Republicans will probably be seeing red again come the U.S. general election, aligning Obama in some sort of communist axis bent on subverting the American way of life.
Popular Russian opinion is that the presidential election was a cynical display of democracy. That Putin’s United Russia is an absurd charade, as are the other parties, Just Russia and LDPR, which end up joining Putin’s party in a coalition government.
Thus, the only real option was the Communist Party, led by Gennady Zyuganov. Not enough to challenge Putin and United Russia for supremacy, but significant enough to create a counterforce within the Duma.
“The Communists are the only real party out there,” said one Western banker in Moscow to Reuters. “United Russia is a joke, Just Russia is a joke and the LDPR is a joke and many people know it. So they vote communist because they realize it is a real vote for the opposition and against United Russia.”
Zyuganov has stated that Communist ballot monitors were barred from polling stations and that ballot boxes were stuffed even before voting began. How odd it is that the former party of the totalitarian Soviet state is far more democratic than Putin & Co?

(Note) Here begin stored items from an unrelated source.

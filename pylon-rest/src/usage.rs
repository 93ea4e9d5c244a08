//! Self-scoped usage queries
//!
//! Callers read their own spend. The wallet in the query string is only
//! honored when it matches the `x-wallet-address` header or the request
//! comes from an internal peer; otherwise it is silently rewritten to the
//! header wallet so one caller can never read another's ledger.

use crate::api_error::ApiError;
use crate::ingress::{bad_request, ClientMeta};
use crate::state::SharedState;
use axum::extract::{Query, State};
use axum::http::HeaderMap;
use axum::response::Json;
use axum::Extension;
use chrono::NaiveDate;
use pylon_store::DateRange;
use serde::Deserialize;
use serde_json::{json, Value};

#[derive(Debug, Deserialize)]
pub struct UsageQuery {
    #[serde(default)]
    pub wallet: Option<String>,
    #[serde(default)]
    pub from: Option<String>,
    #[serde(default)]
    pub to: Option<String>,
}

/// The wallet this query is allowed to see.
fn effective_wallet(
    state: &SharedState,
    headers: &HeaderMap,
    meta: ClientMeta,
    query: &UsageQuery,
) -> String {
    let header_wallet = headers
        .get("x-wallet-address")
        .and_then(|v| v.to_str().ok())
        .filter(|s| !s.is_empty())
        .map(str::to_string);

    let query_wallet = query.wallet.clone().filter(|s| !s.is_empty());

    if meta.is_internal(state) {
        return query_wallet
            .or(header_wallet)
            .unwrap_or_else(|| "anonymous".to_string());
    }

    match (&header_wallet, &query_wallet) {
        (Some(header), Some(query)) if header != query => {
            tracing::warn!(header = %header, query = %query,
                "usage query wallet mismatch; rewriting to header wallet");
        }
        _ => {}
    }
    header_wallet.unwrap_or_else(|| "anonymous".to_string())
}

fn parse_range(query: &UsageQuery) -> Result<DateRange, ApiError> {
    let parse = |value: &Option<String>, name: &str| -> Result<Option<NaiveDate>, ApiError> {
        match value {
            None => Ok(None),
            Some(raw) => raw
                .parse()
                .map(Some)
                .map_err(|_| bad_request(&format!("'{name}' must be a YYYY-MM-DD date"))),
        }
    };
    Ok(DateRange {
        from: parse(&query.from, "from")?,
        to: parse(&query.to, "to")?,
    })
}

pub async fn totals(
    State(state): State<SharedState>,
    Extension(meta): Extension<ClientMeta>,
    headers: HeaderMap,
    Query(query): Query<UsageQuery>,
) -> Result<Json<Value>, ApiError> {
    let wallet = effective_wallet(&state, &headers, meta, &query);
    let range = parse_range(&query)?;
    let totals = state
        .ledger
        .totals(&wallet, range)
        .map_err(internal_error)?;
    Ok(Json(json!({
        "wallet": wallet,
        "totals": {
            "totalCalls": totals.total_calls,
            "totalSpend": totals.total_spend.to_string(),
            "successRate": totals.success_rate,
            "avgLatencyMs": totals.avg_latency_ms,
            "firstCall": totals.first_call,
            "lastCall": totals.last_call,
        },
    })))
}

pub async fn by_capability(
    State(state): State<SharedState>,
    Extension(meta): Extension<ClientMeta>,
    headers: HeaderMap,
    Query(query): Query<UsageQuery>,
) -> Result<Json<Value>, ApiError> {
    let wallet = effective_wallet(&state, &headers, meta, &query);
    let range = parse_range(&query)?;
    let usage = state
        .ledger
        .by_capability(&wallet, range)
        .map_err(internal_error)?;
    Ok(Json(json!({
        "wallet": wallet,
        "capabilities": usage
            .iter()
            .map(|row| json!({
                "capability": row.capability,
                "calls": row.calls,
                "spend": row.spend.to_string(),
                "successRate": row.success_rate,
                "avgLatencyMs": row.avg_latency_ms,
            }))
            .collect::<Vec<_>>(),
    })))
}

pub async fn timeline(
    State(state): State<SharedState>,
    Extension(meta): Extension<ClientMeta>,
    headers: HeaderMap,
    Query(query): Query<UsageQuery>,
) -> Result<Json<Value>, ApiError> {
    let wallet = effective_wallet(&state, &headers, meta, &query);
    let range = parse_range(&query)?;
    let days = state
        .ledger
        .timeline(&wallet, range)
        .map_err(internal_error)?;
    Ok(Json(json!({
        "wallet": wallet,
        "timeline": days
            .iter()
            .map(|day| json!({
                "date": day.date,
                "calls": day.calls,
                "spend": day.spend.to_string(),
            }))
            .collect::<Vec<_>>(),
    })))
}

fn internal_error(error: pylon_store::StoreError) -> ApiError {
    tracing::error!(%error, "usage query failed");
    ApiError::new(
        axum::http::StatusCode::INTERNAL_SERVER_ERROR,
        json!({ "error": "internal_error", "message": "usage query failed" }),
    )
}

This anger in Russia is quite natural, of course. The transformation from Soviet-style, totalitarian communism to sudden free market crony capitalism (which took a few years to develop) has left a wide gulf between the rich and the poor. Ex-KGB agents, party leaders and, generally, anyone with connections was able to leverage their former Soviet loyalty into a lucrative career in energy, industry and advertising, as Victor Pelevin so sublimely satirized in the novel “Homo Zapiens.”

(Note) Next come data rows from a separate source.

//! Outbound call errors
//!
//! Categorized by whether they're retryable.

use std::time::Duration;

/// Errors from outbound HTTP calls (backends, facilitator, marketplace,
/// planner).
#[derive(Debug, Clone, thiserror::Error)]
pub enum CallError {
    // === Retryable ===
    #[error("Request timed out after {duration_ms}ms")]
    Timeout { duration_ms: u64 },

    #[error("Connection failed: {message}")]
    Connect { message: String },

    #[error("Upstream returned {status}: {message}")]
    Status { status: u16, message: String },

    // === Non-retryable ===
    /// The upstream demanded payment. For native/partner backends this means
    /// the gateway's bypass credential was not honored.
    #[error("Upstream demanded payment (402)")]
    UpstreamPaymentRequired,

    #[error("Upstream response could not be decoded: {message}")]
    InvalidResponse { message: String },

    #[error("Client build failed: {message}")]
    Build { message: String },
}

impl CallError {
    /// Whether another attempt might succeed: transport failures and 5xx.
    /// Every 4xx answer is final.
    pub fn is_retryable(&self) -> bool {
        match self {
            Self::Timeout { .. } | Self::Connect { .. } => true,
            Self::Status { status, .. } => pylon_core::status_is_retryable(*status),
            _ => false,
        }
    }

    pub(crate) fn from_reqwest(err: reqwest::Error, timeout: Duration) -> Self {
        if err.is_timeout() {
            Self::Timeout {
                duration_ms: timeout.as_millis() as u64,
            }
        } else {
            Self::Connect {
                message: err.to_string(),
            }
        }
    }
}
//! Error-to-response translation
//!
//! Every handler returns `Result<_, ApiError>`. The body always carries a
//! machine-readable `error` code; payment-required errors render the full
//! x402 accepts envelope instead of the plain error object.

use axum::http::StatusCode;
use axum::response::{IntoResponse, Json, Response};
use pylon_core::GatewayError;
use serde_json::{json, Value};

/// A rendered API error: status plus JSON body.
#[derive(Debug, Clone)]
pub struct ApiError {
    pub status: StatusCode,
    pub body: Value,
}

impl ApiError {
    pub fn new(status: StatusCode, body: Value) -> Self {
        Self { status, body }
    }

    /// Error code from the body, for logging and tests.
    pub fn code(&self) -> &str {
        self.body["error"].as_str().unwrap_or("unknown")
    }

    pub fn internal(message: &str) -> Self {
        Self {
            status: StatusCode::INTERNAL_SERVER_ERROR,
            body: json!({ "error": "internal_error", "message": message }),
        }
    }
}

impl From<GatewayError> for ApiError {
    fn from(error: GatewayError) -> Self {
        let status = StatusCode::from_u16(error.http_status())
            .unwrap_or(StatusCode::INTERNAL_SERVER_ERROR);
        let mut body = json!({
            "error": error.error_code(),
            "message": error.to_string(),
        });

        // Some errors carry structure the caller needs to act on.
        match &error {
            GatewayError::MissingParams {
                capability,
                missing,
                schema,
                extracted,
            } => {
                body["capability"] = json!(capability);
                body["missing"] = json!(missing);
                body["schema"] = schema.clone();
                body["extracted"] = extracted.clone();
            }
            GatewayError::OverBudget {
                capability,
                cost,
                budget,
            } => {
                body["capability"] = json!(capability);
                body["cost"] = json!(cost.to_string());
                body["budget"] = json!(budget.to_string());
            }
            GatewayError::StepFailed { index, capability, .. }
            | GatewayError::StepTimeout { index, capability, .. } => {
                body["failedStep"] = json!(index);
                body["capability"] = json!(capability);
            }
            GatewayError::BackendError { status, .. } => {
                body["backendStatus"] = json!(status);
            }
            _ => {}
        }

        Self { status, body }
    }
}

impl IntoResponse for ApiError {
    fn into_response(self) -> Response {
        (self.status, Json(self.body)).into_response()
    }
}

#[cfg(test)]
mod tests {
    use super::*;

    #[test]
    fn test_gateway_error_carries_code_and_status() {
        let api: ApiError = GatewayError::PaymentReplay.into();
        assert_eq!(api.status, StatusCode::PAYMENT_REQUIRED);
        assert_eq!(api.code(), "payment_replay");
    }

    #[test]
    fn test_over_budget_includes_amounts() {
        let api: ApiError = GatewayError::OverBudget {
            capability: "ocr".to_string(),
            cost: pylon_core::MicroUsd(30_000),
            budget: pylon_core::MicroUsd(1_000),
        }
        .into();
        assert_eq!(api.status, StatusCode::BAD_REQUEST);
        assert_eq!(api.body["cost"], "$0.03");
        assert_eq!(api.body["budget"], "$0.001");
    }
}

What has happened in Russia was essentially hyper-capitalism—not a true free market, but the type of capitalism that dominates nation-states. Call it crony capitalism, whatever. It was the United States redux, as ruthless and bloody, but in a rare, accelerated form.
Occupy Russia?





December 05, 2011 at 2:12 pm, Jameson said:
So this is a democrat website?
December 05, 2011 at 6:38 pm, Anonymous said:
wow as an African i missed the great old Soviet Communist nation.